Fastai notebook computation time benchmarks


Today(1/28/18), I decided to do a little benchmarking of the computation time it takes to run certain parts of notebooks. With paperspace and other cloud options the preferred options for running this course, I wanted a place where people could compare and contrast the different cloud options as well as setups created by students running their own “servers”. Does it make sense to run the class in the cloud? What about building your own server? What about the hardware you already have? My hope is that this is place where we can simply share observations. It is not about being faster (yet) it is just about showing options and how things may be relative.

For me, I do not dabble in the cloud computing simply because I have a custom built machine which does DL/ML very well. It is currently setup as a dual-boot win10/ubuntu system with fastai running natively. I have also recently purchased a laptop with an nvidia card for another purpose. Today I thought it would be good to see how the setups compare, starting with the two main operations in the lesson1 notebook.

For setup purposes, I pulled the latest fastai repo, and also did a conda env update. Here are my results:

While not a complete apples to apples test, the laptop came in last place, even with its 6GB 1060 card.
The custom built desktop with the 1080ti was more than 50% faster than the laptop. I was quite surprised.
The same machine booted into Ubuntu was 40% faster than windows! Now it could be that ubuntu runs on an Nvme drive while Win10 runs on a SSD, or it could be drivers, but I was impressed.

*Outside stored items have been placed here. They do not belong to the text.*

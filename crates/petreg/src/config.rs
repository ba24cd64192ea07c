//! Configuration loading, environment overrides, and validation.

use std::path::{Path, PathBuf};
use std::time::Duration;

use chrono::Datelike;
use serde::{Deserialize, Serialize};

use crate::dispatcher::YearOrder;
use crate::error::{AcquireError, AcquireResult};
use crate::query::QueryShape;
use crate::regions;
use crate::types::Category;

const DEFAULT_ENTRY_PAGE: &str = "https://www.pet.gov.tw/Web/O302.aspx";
const DEFAULT_SERVICE_ENDPOINT: &str = "https://www.pet.gov.tw/Web/O302.aspx/GetStatistics";
const DEFAULT_USER_AGENT: &str = "Mozilla/5.0 (Windows NT 10.0; Win64; x64) \
                                  AppleWebKit/537.36 (KHTML, like Gecko) \
                                  Chrome/131.0.0.0 Safari/537.36";

/// Complete configuration for one harvest run.
#[derive(Debug, Clone, Serialize, Deserialize)]
#[serde(default)]
pub struct HarvestConfig {
    pub source: SourceConfig,
    pub start_year: i32,
    /// `None` means the current calendar year.
    pub end_year: Option<i32>,
    pub categories: Vec<Category>,
    pub order: YearOrder,
    pub pacing: DelayBounds,
    pub retry: RetrySettings,
    /// Force a session refresh every N dispatched keys. Zero disables.
    pub session_refresh_every: u32,
    pub decoy: DecoySettings,
    pub synthesis: SynthesisSettings,
}

impl Default for HarvestConfig {
    fn default() -> Self {
        Self {
            source: SourceConfig::default(),
            start_year: 2000,
            end_year: None,
            categories: Category::ALL.to_vec(),
            order: YearOrder::Descending,
            pacing: DelayBounds::default(),
            retry: RetrySettings::default(),
            session_refresh_every: 5,
            decoy: DecoySettings::default(),
            synthesis: SynthesisSettings::default(),
        }
    }
}

/// The fixed endpoint pair plus the entry page used for session bootstrap.
#[derive(Debug, Clone, Serialize, Deserialize)]
#[serde(default)]
pub struct SourceConfig {
    pub entry_page: String,
    /// Form-encoded POST target.
    pub handler_endpoint: String,
    /// JSON POST target.
    pub service_endpoint: String,
    pub query_shape: QueryShape,
    pub user_agent: String,
    pub timeout_ms: u64,
    /// Same-site pages used for decoy fetches.
    pub decoy_pages: Vec<String>,
}

impl Default for SourceConfig {
    fn default() -> Self {
        Self {
            entry_page: DEFAULT_ENTRY_PAGE.to_string(),
            handler_endpoint: DEFAULT_ENTRY_PAGE.to_string(),
            service_endpoint: DEFAULT_SERVICE_ENDPOINT.to_string(),
            query_shape: QueryShape::Form,
            user_agent: DEFAULT_USER_AGENT.to_string(),
            timeout_ms: 30_000,
            decoy_pages: vec![
                "https://www.pet.gov.tw/Web/Index.aspx".to_string(),
                "https://www.pet.gov.tw/Web/O301.aspx".to_string(),
                "https://www.pet.gov.tw/Web/O303.aspx".to_string(),
            ],
        }
    }
}

/// Inclusive bounds for a randomized delay, in milliseconds.
///
/// A bound left out of a config file takes the inter-key pacing default.
#[derive(Debug, Clone, Copy, PartialEq, Eq, Serialize, Deserialize)]
#[serde(default)]
pub struct DelayBounds {
    pub min_ms: u64,
    pub max_ms: u64,
}

impl Default for DelayBounds {
    fn default() -> Self {
        Self {
            min_ms: 2000,
            max_ms: 5000,
        }
    }
}

impl DelayBounds {
    pub fn min(&self) -> Duration {
        Duration::from_millis(self.min_ms)
    }

    pub fn max(&self) -> Duration {
        Duration::from_millis(self.max_ms)
    }
}

#[derive(Debug, Clone, Copy, Serialize, Deserialize)]
#[serde(default)]
pub struct RetrySettings {
    pub max_attempts: u32,
    pub base_delay_ms: u64,
}

impl Default for RetrySettings {
    fn default() -> Self {
        Self {
            max_attempts: 3,
            base_delay_ms: 2000,
        }
    }
}

#[derive(Debug, Clone, Serialize, Deserialize)]
#[serde(default)]
pub struct DecoySettings {
    pub enabled: bool,
    /// Decoy fetches issued before each real query.
    pub per_key: usize,
    pub delay: DelayBounds,
}

impl Default for DecoySettings {
    fn default() -> Self {
        Self {
            enabled: false,
            per_key: 1,
            delay: DelayBounds {
                min_ms: 500,
                max_ms: 1500,
            },
        }
    }
}

#[derive(Debug, Clone, Serialize, Deserialize)]
#[serde(default)]
pub struct SynthesisSettings {
    pub enabled: bool,
    pub regions: Vec<String>,
    pub seed: Option<u64>,
}

impl Default for SynthesisSettings {
    fn default() -> Self {
        Self {
            enabled: true,
            regions: regions::default_region_names(),
            seed: None,
        }
    }
}

impl HarvestConfig {
    /// Load a JSON configuration file. Missing sections fall back to defaults.
    pub fn load(path: &Path) -> AcquireResult<Self> {
        let content = std::fs::read_to_string(path).map_err(|e| {
            AcquireError::Config(format!("failed to read {}: {e}", path.display()))
        })?;
        let config: HarvestConfig = serde_json::from_str(&content).map_err(|e| {
            AcquireError::Config(format!("failed to parse {}: {e}", path.display()))
        })?;
        tracing::info!("Loaded configuration from {}", path.display());
        Ok(config)
    }

    /// Resolve the config file (if any), load it, then apply env overrides.
    pub fn resolve(explicit: Option<&str>) -> AcquireResult<Self> {
        let config = match resolve_config_path(explicit) {
            Some(path) => Self::load(&path)?,
            None => Self::default(),
        };
        config.apply_env()
    }

    /// Apply `PETREG_*` environment overrides.
    pub fn apply_env(mut self) -> AcquireResult<Self> {
        if let Some(v) = env_parse::<i32>("PETREG_START_YEAR")? {
            self.start_year = v;
        }
        if let Some(v) = env_parse::<i32>("PETREG_END_YEAR")? {
            self.end_year = Some(v);
        }
        if let Some(v) = env_parse::<u32>("PETREG_MAX_ATTEMPTS")? {
            self.retry.max_attempts = v;
        }
        if let Some(v) = env_parse::<u64>("PETREG_BASE_DELAY_MS")? {
            self.retry.base_delay_ms = v;
        }
        Ok(self)
    }

    /// End year with the current-year default applied.
    pub fn resolved_end_year(&self) -> i32 {
        self.end_year
            .unwrap_or_else(|| chrono::Local::now().year())
    }

    pub fn validate(&self) -> AcquireResult<()> {
        let end_year = self.resolved_end_year();
        if self.start_year > end_year {
            return Err(AcquireError::Config(format!(
                "start year {} is after end year {}",
                self.start_year, end_year
            )));
        }
        if !(1..=9999).contains(&self.start_year) || end_year > 9999 {
            return Err(AcquireError::Config(format!(
                "years must be within 1..=9999 (got {}..={})",
                self.start_year, end_year
            )));
        }
        if self.categories.is_empty() {
            return Err(AcquireError::Config(
                "at least one category is required".to_string(),
            ));
        }
        if self.pacing.min_ms > self.pacing.max_ms {
            return Err(AcquireError::Config(format!(
                "pacing min {}ms exceeds max {}ms",
                self.pacing.min_ms, self.pacing.max_ms
            )));
        }
        if self.decoy.delay.min_ms > self.decoy.delay.max_ms {
            return Err(AcquireError::Config(format!(
                "decoy delay min {}ms exceeds max {}ms",
                self.decoy.delay.min_ms, self.decoy.delay.max_ms
            )));
        }
        if self.retry.max_attempts == 0 {
            return Err(AcquireError::Config(
                "max_attempts must be at least 1".to_string(),
            ));
        }
        Ok(())
    }
}

fn env_parse<T: std::str::FromStr>(name: &str) -> AcquireResult<Option<T>> {
    match std::env::var(name) {
        Ok(raw) => raw
            .trim()
            .parse::<T>()
            .map(Some)
            .map_err(|_| AcquireError::Config(format!("{name}={raw} is not a valid value"))),
        Err(_) => Ok(None),
    }
}

/// Resolve the configuration file path.
///
/// Order: explicit path, `PETREG_CONFIG`, `./petreg.json`, `$HOME/.petreg/config.json`.
pub fn resolve_config_path(explicit: Option<&str>) -> Option<PathBuf> {
    if let Some(path) = explicit {
        return Some(PathBuf::from(path));
    }

    if let Ok(env_path) = std::env::var("PETREG_CONFIG") {
        return Some(PathBuf::from(env_path));
    }

    let cwd_config = PathBuf::from("petreg.json");
    if cwd_config.exists() {
        return Some(cwd_config);
    }

    let home = std::env::var("HOME")
        .or_else(|_| std::env::var("USERPROFILE"))
        .ok()?;
    let home_config = PathBuf::from(home).join(".petreg").join("config.json");
    home_config.exists().then_some(home_config)
}

#[cfg(test)]
mod tests {
    use super::*;

    #[test]
    fn test_defaults_are_valid() {
        let config = HarvestConfig::default();
        assert!(config.validate().is_ok());
        assert_eq!(config.categories, vec![Category::Dog, Category::Cat]);
        assert_eq!(config.order, YearOrder::Descending);
        assert_eq!(config.retry.max_attempts, 3);
        assert!(config.synthesis.enabled);
        assert!(!config.decoy.enabled);
    }

    #[test]
    fn test_validate_rejects_inverted_years() {
        let config = HarvestConfig {
            start_year: 2021,
            end_year: Some(2020),
            ..HarvestConfig::default()
        };
        assert!(matches!(config.validate(), Err(AcquireError::Config(_))));
    }

    #[test]
    fn test_validate_rejects_bad_pacing_and_attempts() {
        let mut config = HarvestConfig::default();
        config.pacing = DelayBounds {
            min_ms: 10,
            max_ms: 5,
        };
        assert!(config.validate().is_err());

        let mut config = HarvestConfig::default();
        config.retry.max_attempts = 0;
        assert!(config.validate().is_err());

        let mut config = HarvestConfig::default();
        config.categories.clear();
        assert!(config.validate().is_err());
    }

    #[test]
    fn test_partial_file_uses_defaults() {
        let dir = tempfile::tempdir().unwrap();
        let path = dir.path().join("petreg.json");
        std::fs::write(
            &path,
            r#"{"start_year": 2015, "end_year": 2018, "categories": ["cat"], "retry": {"max_attempts": 5}}"#,
        )
        .unwrap();

        let config = HarvestConfig::load(&path).unwrap();
        assert_eq!(config.start_year, 2015);
        assert_eq!(config.resolved_end_year(), 2018);
        assert_eq!(config.categories, vec![Category::Cat]);
        assert_eq!(config.retry.max_attempts, 5);
        assert_eq!(config.retry.base_delay_ms, 2000);
        assert_eq!(config.pacing.min_ms, 2000);
    }

    #[test]
    fn test_partial_delay_bounds_use_defaults() {
        let dir = tempfile::tempdir().unwrap();
        let path = dir.path().join("petreg.json");
        std::fs::write(
            &path,
            r#"{"pacing": {"min_ms": 100}, "decoy": {"enabled": true, "delay": {"max_ms": 9000}}}"#,
        )
        .unwrap();

        let config = HarvestConfig::load(&path).unwrap();
        assert_eq!(config.pacing.min_ms, 100);
        assert_eq!(config.pacing.max_ms, 5000);
        assert_eq!(config.decoy.delay.min_ms, 2000);
        assert_eq!(config.decoy.delay.max_ms, 9000);
        assert!(config.validate().is_ok());
    }

    #[test]
    fn test_malformed_file_is_config_error() {
        let dir = tempfile::tempdir().unwrap();
        let path = dir.path().join("broken.json");
        std::fs::write(&path, "{ not json").unwrap();
        assert!(matches!(
            HarvestConfig::load(&path),
            Err(AcquireError::Config(_))
        ));
    }

    #[test]
    fn test_explicit_path_wins() {
        let resolved = resolve_config_path(Some("/tmp/custom.json"));
        assert_eq!(resolved, Some(PathBuf::from("/tmp/custom.json")));
    }
}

As time allows, I will add tabs for each notebook with the computational operations identified. At any rate, I have put my results into google slides. If anyone would like to contribute to the slides send me a msg, and I will share the link.

Community Results:

Personal DL box
Making your own server
Howto: installation on Windows
Howto: installation on Windows
(Andrea de Luca) #2

Thanks, I’ll post my results relative to that part by tomorrow. I imagine that with pytorch using the gpu I should attain something in between your laptop and your monster rig (given that you are using just one 1080ti). I’ll keep you posted.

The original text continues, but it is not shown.